**Your objective:** Repeat exactly the lines below that lie between the line with "LandmarkPoint::new(right_eye.0, right_eye.1, 0.0);" and the line with "assert_relative_eq!(frame.roll, 0.0, epsilon", counting both of those lines as part of the answer.

Provided records Block Start

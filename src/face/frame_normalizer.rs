use nalgebra::Point2;

use crate::enums::{LandmarkName, SkipReason};
use crate::face::geometry::{distance_2d, rotate_point};
use crate::face::landmark::LandmarkSnapshot;

#[derive(Clone, PartialEq, Debug)]
pub struct FrameNormalizer {
    // Head roll in radian. This is the angle of the line from the left outer
    // eye corner to the right one.
    pub roll: f64,
    // Distance between the outer eye corners. Every delta is divided by this
    // so that the result does not depend on the distance to the camera.
    pub reference_distance: f64,
    // Nose tip as the center of the roll correction.
    pub anchor: Point2<f64>,
}

impl FrameNormalizer {
    /// Normalize the frame of the snapshot.
    ///
    /// # Arguments
    /// * `snapshot` - Landmark snapshot.
    ///
    /// # Returns
    /// Frame normalizer of the snapshot.
    ///
    /// # Errors
    /// * `SkipReason::NotReady` - The snapshot is too short or lacks the eye
    /// corners or the nose tip.
    /// * `SkipReason::DegenerateGeometry` - The eye corners coincide or the
    /// geometry is not finite.
    pub fn new(snapshot: &LandmarkSnapshot) -> Result<Self, SkipReason> {
        if !snapshot.is_ready() {
            return Err(SkipReason::NotReady);
        }

        let (left_eye, right_eye, anchor) = match (
            snapshot.get_named(LandmarkName::LeftEyeOuter),
            snapshot.get_named(LandmarkName::RightEyeOuter),
            snapshot.get_named(LandmarkName::NoseTip),
        ) {
            (Some(left_eye), Some(right_eye), Some(anchor)) => (left_eye, right_eye, anchor),
            _ => return Err(SkipReason::NotReady),
        };

        let roll = (right_eye.y - left_eye.y).atan2(right_eye.x - left_eye.x);
        let reference_distance = distance_2d(&left_eye, &right_eye);
        if !roll.is_finite() || !reference_distance.is_finite() || (reference_distance <= 0.0) {
            return Err(SkipReason::DegenerateGeometry);
        }

        Ok(Self {
            roll,
            reference_distance,
            anchor,
        })
    }

    /// Undo the head roll of the point.
    ///
    /// # Arguments
    /// * `point` - Point in the image plane.
    ///
    /// # Returns
    /// Point rotated about the anchor by the negative roll.
    pub fn correct(&self, point: &Point2<f64>) -> Point2<f64> {
        rotate_point(point, &self.anchor, -self.roll)
    }
}

#[cfg(test)]
mod tests {
    use super::*;

    use approx::assert_relative_eq;
    use nalgebra::point;
    use std::f64::consts::FRAC_PI_6;

    use crate::constants::NUM_LANDMARK;
    use crate::face::landmark::LandmarkPoint;

    const EPSILON: f64 = 1e-9;

    fn create_snapshot(left_eye: (f64, f64), right_eye: (f64, f64)) -> LandmarkSnapshot {
        let mut points = vec![LandmarkPoint::new(0.5, 0.5, 0.0); NUM_LANDMARK];
        points[LandmarkName::LeftEyeOuter.index()] = LandmarkPoint::new(left_eye.0, left_eye.1, 0.0);
        points[LandmarkName::RightEyeOuter.index()] =
            LandmarkPoint::new(right_eye.0, right_eye.1, 0.0);
        points[LandmarkName::NoseTip.index()] = LandmarkPoint::new(0.5, 0.6, 0.0);

        LandmarkSnapshot::new(points)
    }

    #[test]
    fn test_new() {
        let frame = FrameNormalizer::new(&create_snapshot((0.0, 0.0), (1.0, 0.0))).unwrap();

        assert_relative_eq!(frame.roll, 0.0, epsilon = EPSILON);
        assert_relative_eq!(frame.reference_distance, 1.0, epsilon = EPSILON);
        assert_eq!(frame.anchor, point![0.5, 0.6]);
    }

    #[test]
    fn test_new_roll() {
        let frame = FrameNormalizer::new(&create_snapshot(
            (0.0, 0.0),
            (2.0 * FRAC_PI_6.cos(), 2.0 * FRAC_PI_6.sin()),
        ))
        .unwrap();

        assert_relative_eq!(frame.roll, FRAC_PI_6, epsilon = EPSILON);
        assert_relative_eq!(frame.reference_distance, 2.0, epsilon = EPSILON);

        // The sign follows atan2()
        let frame = FrameNormalizer::new(&create_snapshot((0.0, 0.0), (1.0, -1.0))).unwrap();

        assert!(frame.roll < 0.0);
    }

    #[test]
    fn test_new_not_ready() {
        let snapshot = LandmarkSnapshot::new(vec![LandmarkPoint::default(); NUM_LANDMARK - 1]);

        assert_eq!(FrameNormalizer::new(&snapshot), Err(SkipReason::NotReady));

        let mut snapshot = create_snapshot((0.0, 0.0), (1.0, 0.0));
        snapshot.points[LandmarkName::NoseTip.index()].x = f64::NAN;

        assert_eq!(FrameNormalizer::new(&snapshot), Err(SkipReason::NotReady));
    }

    #[test]
    fn test_new_degenerate() {
        assert_eq!(
            FrameNormalizer::new(&create_snapshot((0.3, 0.3), (0.3, 0.3))),
            Err(SkipReason::DegenerateGeometry)
        );
        assert_eq!(
            FrameNormalizer::new(&create_snapshot((0.0, 0.0), (f64::INFINITY, 0.0))),
            Err(SkipReason::NotReady)
        );
        assert_eq!(
            FrameNormalizer::new(&create_snapshot((-1e308, 0.0), (1e308, 0.0))),
            Err(SkipReason::DegenerateGeometry)
        );
    }

    #[test]
    fn test_correct() {
        // Head tilts by 30 degree
        let frame = FrameNormalizer::new(&create_snapshot(
            (0.0, 0.0),
            (FRAC_PI_6.cos(), FRAC_PI_6.sin()),
        ))
        .unwrap();

        // A point on the tilted horizontal line through the anchor goes back
        // to the horizontal line.
        let tilted = point![0.5 + 0.2 * FRAC_PI_6.cos(), 0.6 + 0.2 * FRAC_PI_6.sin()];
        let corrected = frame.correct(&tilted);

        assert_relative_eq!(corrected.x, 0.7, epsilon = EPSILON);
        assert_relative_eq!(corrected.y, 0.6, epsilon = EPSILON);

        // The anchor does not move
        assert_eq!(frame.correct(&frame.anchor), frame.anchor);
    }

    #[test]
    fn test_correct_no_roll() {
        let frame = FrameNormalizer::new(&create_snapshot((0.0, 0.0), (1.0, 0.0))).unwrap();

        let corrected = frame.correct(&point![0.25, 0.75]);

        assert_relative_eq!(corrected.x, 0.25, epsilon = EPSILON);
        assert_relative_eq!(corrected.y, 0.75, epsilon = EPSILON);
    }
}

Provided records Block End

**Answer below:**
            LandmarkPoint::new(right_eye.0, right_eye.1, 0.0);
        points[LandmarkName::NoseTip.index()] = LandmarkPoint::new(0.5, 0.6, 0.0);

        LandmarkSnapshot::new(points)
    }

    #[test]
    fn test_new() {
        let frame = FrameNormalizer::new(&create_snapshot((0.0, 0.0), (1.0, 0.0))).unwrap();

        assert_relative_eq!(frame.roll, 0.0, epsilon = EPSILON);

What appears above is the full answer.